Marty Supreme

Josh Safdie

Ping-pong-plouf

Le ping-pong (pardon, le tennis de table), c'est un sport qui va vite, très vite. Pas le temps de s'attarder, de réfléchir, de se poser pour élaborer des stratégies. 

La vie de Marty Mauser, très librement inspirée de celle d'un champion authentique, est à l'image du sport qu'il pratique, trépidante, pleine de rebonds et un peu (euphémisme) épuisante. Le film qui raconte une partie de son parcours est un long tunnel emprunté à cent à l'heure qui évoque tout à la fois, ses matches, ses arnaques, ses amitiés, ses trahisons, ses galères, ses amours... c'est plutôt bien construit, fort bien joué, sans aucun temps mort, respectant la chronologie et donc pourvu d'un récit assez clair. Mais d'une part le personnage n'est pas des plus sympathiques et n'a pas grand-chose qui pourrait toucher un spectateur qui se moque du ping et du pong, et d'autre part, son histoire, succession de joies légères et de tentatives pour essayer de se sortir d'un marasme à peu près constant, est aussi intéressante que celle d'une mouche prise au piège d'un bocal en verre.

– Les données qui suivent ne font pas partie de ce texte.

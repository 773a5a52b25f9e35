use eframe::egui::{self, Color32, RichText, ScrollArea, Ui};
use egui_extras::DatePickerButton;

use crate::data::export::{default_file_name, export_to_path, ExportFormat};
use crate::data::model::{COL_CODE, FILTER_COLUMNS};
use crate::state::SessionState;

// ---------------------------------------------------------------------------
// Left side panel – filter widgets
// ---------------------------------------------------------------------------

/// Render the filter panel. Every widget change re-runs the filter pipeline.
pub fn side_panel(ui: &mut Ui, state: &mut SessionState) {
    ui.heading("Filtros");
    ui.separator();

    let Some(dataset) = &state.dataset else {
        ui.label("Nenhum arquivo carregado.");
        return;
    };

    // Clone what the widgets need so state can be mutated inside the loop.
    let unique = dataset.unique_values.clone();
    let date_bounds = dataset.date_bounds;

    ScrollArea::vertical()
        .auto_shrink([false, false])
        .show(ui, |ui: &mut Ui| {
            let mut changed = false;

            // ---- Date range (período de cadastro) ----
            if let (Some((min, max)), Some((mut start, mut end))) =
                (date_bounds, state.filters.date_range)
            {
                ui.strong("Período de cadastro");
                ui.horizontal(|ui: &mut Ui| {
                    ui.label("de");
                    if ui
                        .add(DatePickerButton::new(&mut start).id_salt("date_start"))
                        .changed()
                    {
                        changed = true;
                    }
                    ui.label("até");
                    if ui
                        .add(DatePickerButton::new(&mut end).id_salt("date_end"))
                        .changed()
                    {
                        changed = true;
                    }
                });
                if changed {
                    // Keep the pickers inside the observed span and ordered
                    start = start.clamp(min, max);
                    end = end.clamp(start, max);
                    state.filters.date_range = Some((start, end));
                }
                ui.separator();
            }

            // ---- Categorical dropdowns + code search ----
            for col in FILTER_COLUMNS {
                let Some(options) = unique.get(col) else {
                    continue;
                };

                ui.strong(col);
                let selected = if col == COL_CODE {
                    state.filters.code.clone()
                } else {
                    state.filters.categorical.get(col).cloned()
                };
                let selected_text = selected.as_deref().unwrap_or("Todos").to_string();

                egui::ComboBox::from_id_salt(col)
                    .width(ui.available_width())
                    .selected_text(selected_text)
                    .show_ui(ui, |ui: &mut Ui| {
                        if ui
                            .selectable_label(selected.is_none(), "Todos")
                            .clicked()
                        {
                            set_selection(state, col, None);
                            changed = true;
                        }
                        for value in options {
                            let is_selected = selected.as_deref() == Some(value.as_str());
                            if ui.selectable_label(is_selected, value).clicked() {
                                set_selection(state, col, Some(value.clone()));
                                changed = true;
                            }
                        }
                    });
                ui.add_space(6.0);
            }

            ui.separator();
            if ui.button("Limpar filtros").clicked() {
                state.clear_filters();
            }

            if changed {
                state.refilter();
            }
        });
}

fn set_selection(state: &mut SessionState, column: &str, value: Option<String>) {
    if column == COL_CODE {
        state.filters.code = value;
        return;
    }
    match value {
        Some(v) => {
            state.filters.categorical.insert(column.to_string(), v);
        }
        None => {
            state.filters.categorical.remove(column);
        }
    }
}

// ---------------------------------------------------------------------------
// Top bar
// ---------------------------------------------------------------------------

/// Render the top menu / toolbar.
pub fn top_bar(ui: &mut Ui, state: &mut SessionState) {
    egui::menu::bar(ui, |ui: &mut Ui| {
        ui.menu_button("Arquivo", |ui: &mut Ui| {
            if ui.button("Abrir…").clicked() {
                open_file_dialog(state);
                ui.close_menu();
            }
            ui.add_enabled_ui(state.dataset.is_some(), |ui: &mut Ui| {
                ui.menu_button("Exportar", |ui: &mut Ui| {
                    for format in ExportFormat::ALL {
                        if ui.button(format.label()).clicked() {
                            export_dialog(state, format);
                            ui.close_menu();
                        }
                    }
                });
            });
        });

        ui.separator();

        if let Some(ds) = &state.dataset {
            ui.label(format!(
                "Mostrando {} registros de um total de {}",
                state.visible_rows.len(),
                ds.len()
            ));
        }

        if let Some(msg) = &state.status_message {
            ui.separator();
            ui.label(RichText::new(msg).color(Color32::RED));
        }
    });
}

// ---------------------------------------------------------------------------
// File dialogs
// ---------------------------------------------------------------------------

pub fn open_file_dialog(state: &mut SessionState) {
    let file = rfd::FileDialog::new()
        .set_title("Abrir registros de barragens")
        .add_filter("Arquivos suportados", &["xlsx", "xls", "csv", "json"])
        .add_filter("Excel", &["xlsx", "xls"])
        .add_filter("CSV", &["csv"])
        .add_filter("JSON", &["json"])
        .pick_file();

    if let Some(path) = file {
        state.loading = true;
        match crate::data::loader::load_file(&path) {
            Ok(dataset) => {
                log::info!(
                    "Loaded {} records with columns {:?}",
                    dataset.len(),
                    dataset.columns
                );
                state.set_dataset(dataset);
            }
            Err(e) => {
                log::error!("Failed to load file: {e:#}");
                state.status_message = Some(format!("Erro: {e:#}"));
                state.loading = false;
            }
        }
    }
}

fn export_dialog(state: &mut SessionState, format: ExportFormat) {
    let Some(dataset) = &state.dataset else {
        return;
    };
    let filtered = state.has_active_filters();
    let suggested = default_file_name(filtered, chrono::Local::now().naive_local(), format);

    let file = rfd::FileDialog::new()
        .set_title("Exportar dados")
        .set_file_name(&suggested)
        .add_filter(format.label(), &[format.extension()])
        .save_file();

    if let Some(path) = file {
        match export_to_path(&path, format, dataset, &state.visible_rows) {
            Ok(()) => {
                log::info!(
                    "Exported {} rows to {}",
                    state.visible_rows.len(),
                    path.display()
                );
                state.status_message = None;
            }
            Err(e) => {
                log::error!("Export failed: {e:#}");
                state.status_message = Some(format!("Erro ao exportar: {e:#}"));
            }
        }
    }
}
impl fmt::Display for CatalogSort {
    fn fmt(&self, f: &mut fmt::Formatter<'_>) -> fmt::Result {
        match self {
            Self::Recency => f.write_str("recency"),
            Self::Title => f.write_str("title"),
        }
    }
}

/// Portal login details. Only resolved when content fetching is enabled.
#[derive(Clone)]
pub struct PortalCredentials {
    pub login_url: String,
    pub username: String,
    pub password: String,
}

impl fmt::Debug for PortalCredentials {
    fn fmt(&self, f: &mut fmt::Formatter<'_>) -> fmt::Result {
        f.debug_struct("PortalCredentials")
            .field("login_url", &self.login_url)
            .field("username", &self.username)
            .field("password", &"<redacted>")
            .finish()
    }
}

/// Branding used by the default page renderer.
#[derive(Debug, Clone)]
pub struct SiteBranding {
    /// Site name shown in page titles and the navbar.
    pub site_name: String,
    /// Link target of the call-to-action button.
    pub contact_url: String,
    /// Attribution line for the content provider.
    pub source_label: String,
}

impl Default for SiteBranding {
    fn default() -> Self {
        Self {
            site_name: "Travel Guides".into(),
            contact_url: "../contact.html".into(),
            source_label: "Partner Portal".into(),
        }
    }
}

/// File locations, resolvable without credentials (used by read-only
/// commands such as `status`).
#[derive(Debug, Clone)]
pub struct StoreLocations {
    pub source_csv: PathBuf,
    pub output_dir: PathBuf,
    pub state_file: PathBuf,
    pub catalog_sort: CatalogSort,
}

impl StoreLocations {
    pub fn from_store(store: &ConfigStore) -> Result<Self> {
        Ok(Self {
            source_csv: PathBuf::from(store.get_or(KEY_SOURCE_CSV, "guides.csv")),
            output_dir: PathBuf::from(store.get_or(KEY_OUTPUT_DIR, "travel-guides")),
            state_file: PathBuf::from(store.get_or(KEY_STATE_FILE, "published_guides_state.json")),
            catalog_sort: store.get_parsed(KEY_CATALOG_SORT, CatalogSort::default())?,
        })
    }

    /// Location of the catalog index inside the output directory.
    pub fn catalog_file(&self) -> PathBuf {
        self.output_dir.join("index.json")
    }
}

/// Runtime publish configuration: resolved from a [`ConfigStore`].
#[derive(Debug, Clone)]
pub struct PublishSettings {
    /// Exported spreadsheet (CSV) of candidate guides.
    pub source_csv: PathBuf,
    /// Directory receiving rendered pages and `index.json`.
    pub output_dir: PathBuf,
    /// Dedup ledger location.
    pub state_file: PathBuf,
    /// Catalog ordering.
    pub catalog_sort: CatalogSort,
    /// Personalization token embedded into outbound links.
    pub advisor_id: String,
    /// Whether to fetch full guide content from the portal.
    pub fetch_content: bool,
    /// Portal credentials (present iff `fetch_content`).
    pub portal: Option<PortalCredentials>,
    /// Portal page listing further guides, read after the sheet.
    pub portal_guides_url: Option<String>,
    /// Per-request HTTP timeout.
    pub request_timeout_secs: u64,
    /// Default renderer branding.
    pub branding: SiteBranding,
    /// Optional webhook notified after each publish.
    pub notify_webhook_url: Option<String>,
}
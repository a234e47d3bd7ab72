//! Page rendering: the [`Renderer`] seam and the default HTML page writer.

use std::path::{Path, PathBuf};

use chrono::{DateTime, Utc};
use html_escape::{encode_double_quoted_attribute, encode_text};
use sha2::{Digest, Sha256};
use tracing::debug;

use guidepress_shared::{GuidePressError, Item, PublishMode, Result, SiteBranding};

/// Maximum length of the `<meta name="description">` value, in characters.
const META_DESCRIPTION_LEN: usize = 155;

// ---------------------------------------------------------------------------
// Contract
// ---------------------------------------------------------------------------

/// Body of a page: fetched content, or a teaser that links out.
#[derive(Debug, Clone, PartialEq, Eq)]
pub enum PageBody {
    Content { html: String, images: Vec<String> },
    Teaser,
}

impl PageBody {
    pub fn mode(&self) -> PublishMode {
        match self {
            Self::Content { .. } => PublishMode::Full,
            Self::Teaser => PublishMode::Teaser,
        }
    }
}

/// Everything a renderer needs for one item.
#[derive(Debug, Clone)]
pub struct RenderRequest<'a> {
    pub item: &'a Item,
    /// File-name slug, without extension.
    pub slug: &'a str,
    /// Personalized outbound link.
    pub link: &'a str,
    pub body: &'a PageBody,
    pub published_at: DateTime<Utc>,
}

/// Produces a published artifact and returns its output reference.
///
/// Equal requests must produce equal artifacts.
pub trait Renderer: Send + Sync {
    fn render(&self, request: &RenderRequest<'_>) -> Result<String>;
}

// ---------------------------------------------------------------------------
// HtmlPageRenderer
// ---------------------------------------------------------------------------

/// Writes one self-contained HTML page per item into `output_dir`.
#[derive(Debug, Clone)]
pub struct HtmlPageRenderer {
    output_dir: PathBuf,
    branding: SiteBranding,
}

impl HtmlPageRenderer {
    pub fn new(output_dir: impl Into<PathBuf>, branding: SiteBranding) -> Self {
        Self {
            output_dir: output_dir.into(),
            branding,
        }
    }

    pub fn output_dir(&self) -> &Path {
        &self.output_dir
    }

    /// Build the full page markup.
    pub fn page(&self, request: &RenderRequest<'_>) -> String {
        let item = request.item;
        let title = item.name.trim();
        let site = &self.branding.site_name;

        let description: String = item.description.chars().take(META_DESCRIPTION_LEN).collect();
        let og_image = match request.body {
            PageBody::Content { images, .. } => images
                .first()
                .map(|src| {
                    format!(
                        "\n    <meta property=\"og:image\" content=\"{}\">",
                        encode_double_quoted_attribute(src)
                    )
                })
                .unwrap_or_default(),
            PageBody::Teaser => String::new(),
        };

        let mut meta_line = Vec::new();
        let location = item.tags.location();
        if !location.is_empty() {
            meta_line.push(format!("<span class=\"guide-location\">{}</span>", encode_text(&location)));
        }
        if !item.date.is_empty() {
            meta_line.push(format!("<span class=\"guide-date\">{}</span>", encode_text(&item.date)));
        }
        if item.budget_friendly {
            meta_line.push("<span class=\"budget-badge\">Budget-Friendly Options Available</span>".into());
        }

        let tags: String = item
            .tags
            .labels()
            .iter()
            .map(|label| format!("<span class=\"guide-tag\">{}</span>", encode_text(label)))
            .collect();
        let tags_html = if tags.is_empty() {
            String::new()
        } else {
            format!("\n        <div class=\"guide-tags\">{tags}</div>")
        };

        let lead = if item.description.is_empty() {
            String::new()
        } else {
            format!("\n        <p class=\"guide-lead\">{}</p>", encode_text(&item.description))
        };

        let link = encode_double_quoted_attribute(request.link);
        let body = match request.body {
            PageBody::Content { html, .. } => format!(
                "{html}\n        <p class=\"guide-source\"><a href=\"{link}\" target=\"_blank\" rel=\"noopener noreferrer\">View the original guide</a></p>"
            ),
            PageBody::Teaser => format!(
                "<p>This guide is available in full from {source}.</p>\n        <p><a class=\"btn\" href=\"{link}\" target=\"_blank\" rel=\"noopener noreferrer\">Read the full guide</a></p>",
                source = encode_text(&self.branding.source_label),
            ),
        };

        let destination = if item.tags.country.is_empty() {
            "This Destination".to_string()
        } else {
            item.tags.country.clone()
        };

        format!(
            r#"<!DOCTYPE html>
<html lang="en">
<head>
    <meta charset="UTF-8">
    <meta name="viewport" content="width=device-width, initial-scale=1.0">
    <meta name="description" content="{description}">
    <meta name="generator" content="guidepress">
    <meta name="published" content="{published}">{og_image}
    <title>{title_text} - {site_text}</title>
    <link rel="stylesheet" href="../css/styles.css">
</head>
<body>
<nav class="navbar"><a href="../index.html">{site_text}</a> <a href="../index.html">Back to Home</a></nav>
<main class="travel-guide">
    <article>
    <header class="guide-header">
        <h1>{title_text}</h1>
        <div class="guide-meta">{meta}</div>{lead}{tags_html}
    </header>
    <div class="guide-content">
        {body}
    </div>
    <footer class="guide-footer">
        <h3>Ready to Experience {destination_text}?</h3>
        <a href="{contact}" class="btn">Contact Us</a>
        <p class="attribution">Travel guide curated by {site_text}<br>Content powered by {source_text}</p>
    </footer>
    </article>
</main>
</body>
</html>
"#,
            description = encode_double_quoted_attribute(&description),
            published = request.published_at.to_rfc3339(),
            title_text = encode_text(title),
            site_text = encode_text(site),
            meta = meta_line.join(" "),
            destination_text = encode_text(&destination),
            contact = encode_double_quoted_attribute(&self.branding.contact_url),
            source_text = encode_text(&self.branding.source_label),
        )
    }
}

impl Renderer for HtmlPageRenderer {
    fn render(&self, request: &RenderRequest<'_>) -> Result<String> {
        let item_name = request.item.name.trim();
        let filename = format!("{}.html", request.slug);
        let target = self.output_dir.join(&filename);
        let page = self.page(request);

        std::fs::create_dir_all(&self.output_dir)
            .map_err(|e| GuidePressError::render(item_name, format!("create output dir: {e}")))?;

        // Write to temp, then rename
        let temp = self.output_dir.join(format!(".{filename}.tmp"));
        std::fs::write(&temp, &page)
            .map_err(|e| GuidePressError::render(item_name, format!("write {}: {e}", temp.display())))?;
        std::fs::rename(&temp, &target)
            .map_err(|e| GuidePressError::render(item_name, format!("rename {}: {e}", target.display())))?;

        debug!(file = %filename, hash = %content_hash(&page), bytes = page.len(), "page written");
        Ok(filename)
    }
}

/// Hex SHA-256 of rendered markup.
pub fn content_hash(page: &str) -> String {
    let mut hasher = Sha256::new();
    hasher.update(page.as_bytes());
    format!("{:x}", hasher.finalize())
}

Il y a bien les parties de ping-pong, filmées de façon spectaculaire, il y a aussi un personnage féminin qui sort du lot (l'amie d'enfance, bien délurée, amoureuse du pongiste, et sûrement pas la vedette de cinéma qui n'a aucun attrait), le film se termine comme il se doit (c'est du cinéma américain à oscars) par une longue séquence autour d'un match où Marty montre enfin d’autres valeurs que sa frénésie égocentrique. Et puis le propre du cinéma, ce qui en fait le sel, c'est aussi de passionner le spectateur pour un sujet qui a priori l'indiffère. Mais plouf (ou pong), sur ce plan, c'est raté. Chalamet peut faire tout ce qu'il veut, il ne parvient pas à donner à son personnage une once d'universalité.

 

Sorti le 18 février 2026

Vos commentaires

Survivant de la Shoah, riche commerçant, vedette de théâtre, rival japonais, beaucoup de monde pas sympathique autour de notre héros impatient.
Voleur, trompeur, manipulateur, amant infidèle, expert en embrouilles, Timothée Chalamet (Marty) insuffle de l’énergie dans l’incarnation du champion de tennis de table.
Quelques bons moments, mais l’ensemble reste décevant, certaines histoires secondaires sans intérêt alourdissent beaucoup le film.